_Data in this exercise_
════════════════
use crate::domain::ports::{CommandOutput, CommandRunner};
use crate::utils::error::Result;
use std::process::Command;

/// Runs commands through a POSIX shell (`sh -c`), capturing stdout/stderr.
#[derive(Debug, Clone)]
pub struct ShellRunner {
    shell: String,
}

impl ShellRunner {
    pub fn new() -> Self {
        Self::with_shell("sh")
    }

    pub fn with_shell(shell: impl Into<String>) -> Self {
        Self {
            shell: shell.into(),
        }
    }
}

impl Default for ShellRunner {
    fn default() -> Self {
        Self::new()
    }
}

impl CommandRunner for ShellRunner {
    fn run(&self, command: &str) -> Result<CommandOutput> {
        let output = Command::new(&self.shell).arg("-c").arg(command).output()?;

        Ok(CommandOutput {
            success: output.status.success(),
            status: output.status.to_string(),
            stdout: String::from_utf8_lossy(&output.stdout).into_owned(),
            stderr: String::from_utf8_lossy(&output.stderr).into_owned(),
        })
    }
}
#![allow(dead_code)]

use small_fdw::core::{CommandRunner, KeyValueConnector, KeyValueStore};
use small_fdw::domain::ports::CommandOutput;
use small_fdw::{AdapterError, Result};
use std::collections::HashSet;
use std::sync::atomic::{AtomicUsize, Ordering};
use std::sync::{Arc, Mutex};

/// Frozen key-value snapshot; keys enumerate in insertion order.
#[derive(Clone, Default)]
pub struct MemoryConnector {
    pub pairs: Vec<(String, String)>,
    pub connects: Arc<AtomicUsize>,
    pub closes: Arc<AtomicUsize>,
    pub selected_db: Arc<Mutex<Option<i64>>>,
    /// Keys whose next GET fails once with a transient error.
    pub flaky_keys: Arc<Mutex<HashSet<String>>>,
    /// Keys whose GET always fails, like a hash answering `WRONGTYPE`.
    pub failing_keys: Arc<Mutex<HashSet<String>>>,
    /// Keys whose GET reports a dropped connection.
    pub broken_keys: Arc<Mutex<HashSet<String>>>,
    /// Keys removed after enumeration.
    pub vanished_keys: Arc<Mutex<HashSet<String>>>,
}

impl MemoryConnector {
    pub fn with_pairs(pairs: &[(&str, &str)]) -> Self {
        Self {
            pairs: pairs
                .iter()
                .map(|(k, v)| (k.to_string(), v.to_string()))
                .collect(),
            ..Self::default()
        }
    }

    pub fn connects(&self) -> usize {
        self.connects.load(Ordering::SeqCst)
    }

    pub fn closes(&self) -> usize {
        self.closes.load(Ordering::SeqCst)
    }
}

struct MemoryStore {
    source: MemoryConnector,
}

impl KeyValueStore for MemoryStore {
    fn select(&mut self, db: i64) -> Result<()> {
        *self.source.selected_db.lock().unwrap() = Some(db);
        Ok(())
    }

    fn keys(&mut self, pattern: &str) -> Result<Vec<String>> {
        let prefix = pattern.trim_end_matches('*');
        Ok(self
            .source
            .pairs
            .iter()
            .map(|(k, _)| k.clone())
            .filter(|k| k.starts_with(prefix))
            .collect())
    }

    fn get(&mut self, key: &str) -> Result<Option<String>> {
        if self.source.broken_keys.lock().unwrap().contains(key) {
            return Err(AdapterError::Disconnected {
                message: "connection reset by peer".to_string(),
            });
        }
        if self.source.failing_keys.lock().unwrap().contains(key) {
            return Err(AdapterError::source(format!(
                "WRONGTYPE Operation against a key holding the wrong kind of value: {}",
                key
            )));
        }
        if self.source.flaky_keys.lock().unwrap().remove(key) {
            return Err(AdapterError::source(format!("timeout reading {}", key)));
        }
        if self.source.vanished_keys.lock().unwrap().contains(key) {
            return Ok(None);
        }
        Ok(self
            .source
            .pairs
            .iter()
            .find(|(k, _)| k == key)
            .map(|(_, v)| v.clone()))
    }

    fn close(&mut self) -> Result<()> {
        self.source.closes.fetch_add(1, Ordering::SeqCst);
        Ok(())
    }
}

impl KeyValueConnector for MemoryConnector {
    fn connect(&self, _host: &str, _port: u16) -> Result<Box<dyn KeyValueStore>> {
        self.connects.fetch_add(1, Ordering::SeqCst);
        Ok(Box::new(MemoryStore {
            source: self.clone(),
        }))
    }
}

/// Prints a fixed stdout and counts invocations.
#[derive(Clone)]
pub struct CannedRunner {
    pub stdout: String,
    pub runs: Arc<AtomicUsize>,
}

impl CannedRunner {
    pub fn new(stdout: &str) -> Self {
        Self {
            stdout: stdout.to_string(),
            runs: Arc::new(AtomicUsize::new(0)),
        }
    }

    pub fn runs(&self) -> usize {
        self.runs.load(Ordering::SeqCst)
    }
}

impl CommandRunner for CannedRunner {
    fn run(&self, _command: &str) -> Result<CommandOutput> {
        self.runs.fetch_add(1, Ordering::SeqCst);
        Ok(CommandOutput {
            success: true,
            status: "exit status: 0".to_string(),
            stdout: self.stdout.clone(),
            stderr: String::new(),
        })
    }
}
════════════════
_Work order_
When the line containing "self.runs.fetch_add(1, Ordering::SeqCst);" is reached, return it and every later line through the end of the listing above, unaltered and alone.

_Completed task_
        self.runs.fetch_add(1, Ordering::SeqCst);
        Ok(CommandOutput {
            success: true,
            status: "exit status: 0".to_string(),
            stdout: self.stdout.clone(),
            stderr: String::new(),
        })
    }
}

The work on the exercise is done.